July 28, 2015

Deep Genomics applying Deep Learning AI to genomics

Deep learning is a type of artificial intelligence in which computers learn to identify and categorize patterns in huge data sets. A start-up, Deep Genomics, that thinks it can transform medicine by applying the hot field of deep learning to genomics.

Brendan Frey and his team would spin out of the University of Toronto and launch a start-up —Deep Genomics.

Frey had gradually realized how rare his expertise in both deep learning and genetics was. Deep learning is currently a hot field in technology, but it’s a small one.

Much of the talent has passed through the University of Toronto’s deep learning group. For example, Yann LeCun now leads Facebook’s artificial intelligence research lab. Geoffrey Hinton, who Frey had worked on machine vision with, now works at Google. Yoshua Bengio is collaborating with IBM’s Watson group.

Deep Genomics will try to tap into the 98.5 percent of the genome that hasn't been studied closely for mutations and looks for the disease consequences of any mutations it finds.

The idea is to lay the foundation for computers to one day be in charge of predicting lab experiments and treatments and to guide drug development and personalized medicine – perhaps eventually reaching as low as your local doctor's office. This is really just the beginning. Deep Genomics technology is already finding commercial use in medical diagnostics and drug development.


A computational system mimics the biology of RNA splicing by correlating DNA elements with splicing levels in healthy human tissues. The system can scan DNA and identify damaging genetic variants, including those deep within introns. This procedure has led to insights into the genetics of autism, cancers, and spinal muscular atrophy.

Science - The human splicing code reveals new insights into the genetic determinants of disease

Predicting defects in RNA splicing

Most eukaryotic messenger RNAs (mRNAs) are spliced to remove introns. Splicing generates uninterrupted open reading frames that can be translated into proteins. Splicing is often highly regulated, generating alternative spliced forms that code for variant proteins in different tissues. RNA-binding proteins that bind specific sequences in the mRNA regulate splicing. Xiong et al. develop a computational model that predicts splicing regulation for any mRNA sequence (see the Perspective by Guigó and Valcárcel). They use this to analyze more than half a million mRNA splicing sequence variants in the human genome. They are able to identify thousands of known disease-causing mutations, as well as many new disease candidates, including 17 new autism-linked genes.




INTRODUCTION
Advancing whole-genome precision medicine requires understanding how gene expression is altered by genetic variants, especially those that are far outside of protein-coding regions. We developed a computational technique that scores how strongly genetic variants affect RNA splicing, a critical step in gene expression whose disruption contributes to many diseases, including cancers and neurological disorders. A genome-wide analysis reveals tens of thousands of variants that alter splicing and are enriched with a wide range of known diseases. Our results provide insight into the genetic basis of spinal muscular atrophy, hereditary nonpolyposis colorectal cancer, and autism spectrum disorder.

RATIONALE
We used “deep learning” computer algorithms to derive a computational model that takes as input DNA sequences and applies general rules to predict splicing in human tissues. Given a test variant, which may be up to 300 nucleotides into an intron, our model can be used to compute a score for how much the variant alters splicing. The model is not biased by existing disease annotations or population data and was derived in such a way that it can be used to study diverse diseases and disorders and to determine the consequences of common, rare, and even spontaneous variants.

RESULTS
Our technique is able to accurately classify disease-causing variants and provides insights into the role of aberrant splicing in disease. We scored more than 650,000 DNA variants and found that disease-causing variants have higher scores than common variants and even those associated with disease in genome-wide association studies (GWAS). Our model predicts substantial and unexpected aberrant splicing due to variants within introns and exons, including those far from the splice site. For example, among intronic variants that are more than 30 nucleotides away from any splice site, known disease variants alter splicing nine times as often as common variants; among missense exonic disease variants, those that least affect protein function are more than five times as likely as other variants to alter splicing.

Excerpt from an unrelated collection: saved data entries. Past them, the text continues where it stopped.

//! UI helper functions

use ratatui::{
    prelude::*,
    widgets::{Block, Borders},
};

use crate::theme::{BG_SECONDARY, BORDER_SUBTLE, INDIGO_PRIMARY, ROUNDED_BORDERS};

/// Simple text wrapping helper
pub fn wrap_text(text: &str, max_width: usize) -> Vec<String> {
    if max_width == 0 {
        return vec![text.to_string()];
    }

    let mut lines = Vec::new();
    let mut current_line = String::new();

    for word in text.split_whitespace() {
        if current_line.is_empty() {
            current_line = word.to_string();
        } else if current_line.chars().count() + 1 + word.chars().count() <= max_width {
            current_line.push(' ');
            current_line.push_str(word);
        } else {
            lines.push(current_line);
            current_line = word.to_string();
        }
    }

    if !current_line.is_empty() {
        lines.push(current_line);
    }

    if lines.is_empty() {
        lines.push(String::new());
    }

    lines
}

/// Rounded card with an optional title
pub fn card_block(title: &str) -> Block<'static> {
    let block = Block::default()
        .borders(Borders::ALL)
        .border_set(ROUNDED_BORDERS)
        .border_style(Style::default().fg(BORDER_SUBTLE))
        .style(Style::default().bg(BG_SECONDARY));

    if title.is_empty() {
        block
    } else {
        block.title(Span::styled(
            format!(" {} ", title),
            Style::default()
                .fg(INDIGO_PRIMARY)
                .add_modifier(Modifier::BOLD),
        ))
    }
}

/// Truncate to `max` characters, marking the cut with "..."
pub fn truncate(text: &str, max: usize) -> String {
    if text.chars().count() <= max {
        return text.to_string();
    }
    let take_chars = max.saturating_sub(3);
    let truncated: String = text.chars().take(take_chars).collect();
    format!("{}...", truncated)
}

/// Flatten a buffer into one string per row (used by render tests)
#[cfg(test)]
pub fn buffer_lines(buffer: &Buffer) -> Vec<String> {
    let area = buffer.area;
    (area.top()..area.bottom())
        .map(|y| {
            (area.left()..area.right())
                .map(|x| buffer[(x, y)].symbol().to_string())
                .collect::<String>()
        })
        .collect()
}

#[cfg(test)]
mod tests {
    use super::*;

    #[test]
    fn test_wrap_text_empty() {
        let result = wrap_text("", 10);
        assert_eq!(result, vec![""]);
    }

    #[test]
    fn test_wrap_text_zero_width() {
        let result = wrap_text("hello world", 0);
        assert_eq!(result, vec!["hello world"]);
    }

    #[test]
    fn test_wrap_text_multiple_lines() {
        let result = wrap_text("hello world foo bar", 10);
        assert_eq!(result, vec!["hello", "world foo", "bar"]);
    }

    #[test]
    fn test_wrap_text_counts_chars_not_bytes() {
        let result = wrap_text("don\u{2019}t chase", 11);
        assert_eq!(result, vec!["don\u{2019}t chase"]);
    }

    #[test]
    fn test_truncate() {
        assert_eq!(truncate("Quality Issues", 20), "Quality Issues");
        assert_eq!(truncate("Wrong Files Attached", 10), "Wrong F...");
    }
}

Autism has been associated with disrupted splicing in brain regions, so we used our method to score variants detected using whole-genome sequencing data from individuals with and without autism. Genes with high-scoring variants include many that have previously been linked with autism, as well as new genes with known neurodevelopmental phenotypes. Most of the high-scoring variants are intronic and cannot be detected by exome analysis techniques.

When we scored clinical variants in spinal muscular atrophy and colorectal cancer genes, up to 94% of variants found to alter splicing using minigene reporters were correctly classified.

CONCLUSION
In the context of precision medicine, causal support for variants independent of existing whole-genome variant studies is greatly needed. Our computational model was trained to predict splicing from DNA sequence alone, without using disease annotations or population data. Consequently, its predictions are independent of and complementary to population data, GWAS, expression-based quantitative trait loci (QTL), and functional annotations of the genome. As such, our technique greatly expands the opportunities for understanding the genetic determinants of disease.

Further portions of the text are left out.